** Data shown follows **
// Copyright (c) 2025 Steve Wagner (ciroque@live.com)
// SPDX-License-Identifier: MIT

//! Test elements for exercising the engine's failure and lifecycle paths.

use async_trait::async_trait;
use std::sync::{Arc, Mutex, PoisonError};
use std::time::Duration;

use crate::config::ElementRegistry;
use crate::engine::{value_as_i64, ElementContext};
use crate::traits::{Element, ElementInit, ElementResponse, Swag};

/// Shared log of hook invocations, e.g. `start:pe_0:s1`.
pub type EventLog = Arc<Mutex<Vec<String>>>;

pub fn events(log: &EventLog) -> Vec<String> {
    log.lock().unwrap_or_else(PoisonError::into_inner).clone()
}

fn record(log: &EventLog, event: String) {
    log.lock().unwrap_or_else(PoisonError::into_inner).push(event);
}

/// Copies each declared input to the output at the same position.
fn forward(inputs: &[String], outputs: &[String], values: &Swag) -> Swag {
    inputs
        .iter()
        .zip(outputs)
        .filter_map(|(input, output)| values.get(input).map(|v| (output.clone(), v.clone())))
        .collect()
}

/// Records every hook call and forwards inputs to outputs.
#[derive(Default)]
pub struct RecordingElement {
    pub log: EventLog,
    pub inputs: Vec<String>,
    pub outputs: Vec<String>,
}

#[async_trait]
impl Element for RecordingElement {
    async fn process_frame(&self, context: &ElementContext<'_>, inputs: Swag) -> ElementResponse {
        record(
            &self.log,
            format!(
                "process:{}:{}:{}",
                context.element_name(),
                context.stream_id(),
                context.frame_id().unwrap_or_default()
            ),
        );
        ElementResponse::okay(forward(&self.inputs, &self.outputs, &inputs))
    }

    async fn start_stream(&self, context: &ElementContext<'_>) -> ElementResponse {
        record(
            &self.log,
            format!("start:{}:{}", context.element_name(), context.stream_id()),
        );
        ElementResponse::empty()
    }

    async fn stop_stream(&self, context: &ElementContext<'_>) -> ElementResponse {
        record(
            &self.log,
            format!("stop:{}:{}", context.element_name(), context.stream_id()),
        );
        ElementResponse::empty()
    }

    fn name(&self) -> &'static str {
        "recording"
    }
}

/// Fails every frame with the `diagnostic` parameter (default "boom").
pub struct FailingElement;

#[async_trait]
impl Element for FailingElement {
    async fn process_frame(&self, context: &ElementContext<'_>, _inputs: Swag) -> ElementResponse {
        let diagnostic = context
            .parameter_string("diagnostic")
            .unwrap_or_else(|| "boom".to_string());
        ElementResponse::error(diagnostic)
    }

    fn name(&self) -> &'static str {
        "failing"
    }
}

/// Fails frames whose first input equals the `fail_on` parameter, forwards
/// the rest.
pub struct FailWhenElement {
    pub inputs: Vec<String>,
    pub outputs: Vec<String>,
}

#[async_trait]
impl Element for FailWhenElement {
    async fn process_frame(&self, context: &ElementContext<'_>, inputs: Swag) -> ElementResponse {
        let fail_on = context.parameter("fail_on");
        let first = self.inputs.first().and_then(|name| inputs.get(name));
        if fail_on.is_some() && first == fail_on.as_ref() {
            return ElementResponse::error(format!("refusing {}", fail_on.unwrap_or_default()));
        }
        ElementResponse::okay(forward(&self.inputs, &self.outputs, &inputs))
    }

    fn name(&self) -> &'static str {
        "fail_when"
    }
}

/// Panics while processing a frame.
pub struct PanickingElement;

#[async_trait]
impl Element for PanickingElement {
    async fn process_frame(&self, _context: &ElementContext<'_>, _inputs: Swag) -> ElementResponse {
        panic!("element exploded");
    }

    fn name(&self) -> &'static str {
        "panicking"
    }
}

/// Rejects every stream in `start_stream`, recording its hooks.
#[derive(Default)]
pub struct StartFailingElement {
    pub log: EventLog,
}

#[async_trait]
impl Element for StartFailingElement {
    async fn process_frame(&self, _context: &ElementContext<'_>, _inputs: Swag) -> ElementResponse {
        ElementResponse::empty()
    }

    async fn start_stream(&self, context: &ElementContext<'_>) -> ElementResponse {
        record(&self.log, format!("start:{}", context.element_name()));
        ElementResponse::error("no capacity")
    }

    async fn stop_stream(&self, context: &ElementContext<'_>) -> ElementResponse {
        record(&self.log, format!("stop:{}", context.element_name()));
        ElementResponse::empty()
    }

    fn name(&self) -> &'static str {
        "start_failing"
    }
}

/// Takes the `delay` parameter in milliseconds to start, recording its hooks.
#[derive(Default)]
pub struct SlowStartElement {
    pub log: EventLog,
}

#[async_trait]
impl Element for SlowStartElement {
    async fn process_frame(&self, _context: &ElementContext<'_>, _inputs: Swag) -> ElementResponse {
        ElementResponse::empty()
    }

    async fn start_stream(&self, context: &ElementContext<'_>) -> ElementResponse {
        record(&self.log, format!("start:{}", context.element_name()));
        let delay = context.parameter_i64("delay", 100).max(0);
        tokio::time::sleep(Duration::from_millis(delay.unsigned_abs())).await;
        ElementResponse::empty()
    }

    async fn stop_stream(&self, context: &ElementContext<'_>) -> ElementResponse {
        record(&self.log, format!("stop:{}", context.element_name()));
        ElementResponse::empty()
    }

    fn name(&self) -> &'static str {
        "slow_start"
    }
}

/// Sleeps for the `delay` parameter in milliseconds, then forwards.
pub struct SlowElement {
    pub inputs: Vec<String>,
    pub outputs: Vec<String>,
}

#[async_trait]
impl Element for SlowElement {
    async fn process_frame(&self, context: &ElementContext<'_>, inputs: Swag) -> ElementResponse {
        let delay = context
            .parameter("delay")
            .as_ref()
            .and_then(value_as_i64)
            .unwrap_or(100)
            .max(0);
        tokio::time::sleep(Duration::from_millis(delay.unsigned_abs())).await;
        ElementResponse::okay(forward(&self.inputs, &self.outputs, &inputs))
    }

    fn name(&self) -> &'static str {
        "slow"
    }
}

/// Returns STOP for every frame.
pub struct StoppingElement;

#[async_trait]
impl Element for StoppingElement {
    async fn process_frame(&self, _context: &ElementContext<'_>, _inputs: Swag) -> ElementResponse {
        ElementResponse::stop()
    }

    fn name(&self) -> &'static str {
        "stopping"
    }
}

/// Registry with every stub bound under its own name; recording hooks land
/// in `log`.
pub fn stub_registry(log: &EventLog) -> ElementRegistry {
    let mut registry = ElementRegistry::new();

    let recording_log = log.clone();
    registry.register(
        "recording",
        Arc::new(move |init: &ElementInit| {
            Ok(Arc::new(RecordingElement {
                log: recording_log.clone(),
                inputs: init.inputs.clone(),
                outputs: init.outputs.clone(),
            }) as Arc<dyn Element>)
        }),
    );

    let start_log = log.clone();
    registry.register(
        "start_failing",
        Arc::new(move |_init: &ElementInit| {
            Ok(Arc::new(StartFailingElement {
                log: start_log.clone(),
            }) as Arc<dyn Element>)
        }),
    );

    let slow_start_log = log.clone();
    registry.register(
        "slow_start",
        Arc::new(move |_init: &ElementInit| {
            Ok(Arc::new(SlowStartElement {
                log: slow_start_log.clone(),
            }) as Arc<dyn Element>)
        }),
    );

    registry.register(
        "failing",
        Arc::new(|_init: &ElementInit| Ok(Arc::new(FailingElement) as Arc<dyn Element>)),
    );
    registry.register(
        "fail_when",
        Arc::new(|init: &ElementInit| {
            Ok(Arc::new(FailWhenElement {
                inputs: init.inputs.clone(),
                outputs: init.outputs.clone(),
            }) as Arc<dyn Element>)
        }),
    );
    registry.register(
        "panicking",
        Arc::new(|_init: &ElementInit| Ok(Arc::new(PanickingElement) as Arc<dyn Element>)),
    );
    registry.register(
        "slow",
        Arc::new(|init: &ElementInit| {
            Ok(Arc::new(SlowElement {
                inputs: init.inputs.clone(),
                outputs: init.outputs.clone(),
            }) as Arc<dyn Element>)
        }),
    );
    registry.register(
        "stopping",
        Arc::new(|_init: &ElementInit| Ok(Arc::new(StoppingElement) as Arc<dyn Element>)),
    );
    registry
}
** End of Data shown **
- Problem details
In the records above, how many lines contain the word "every"? Say only the number.

- Solution for this problem
5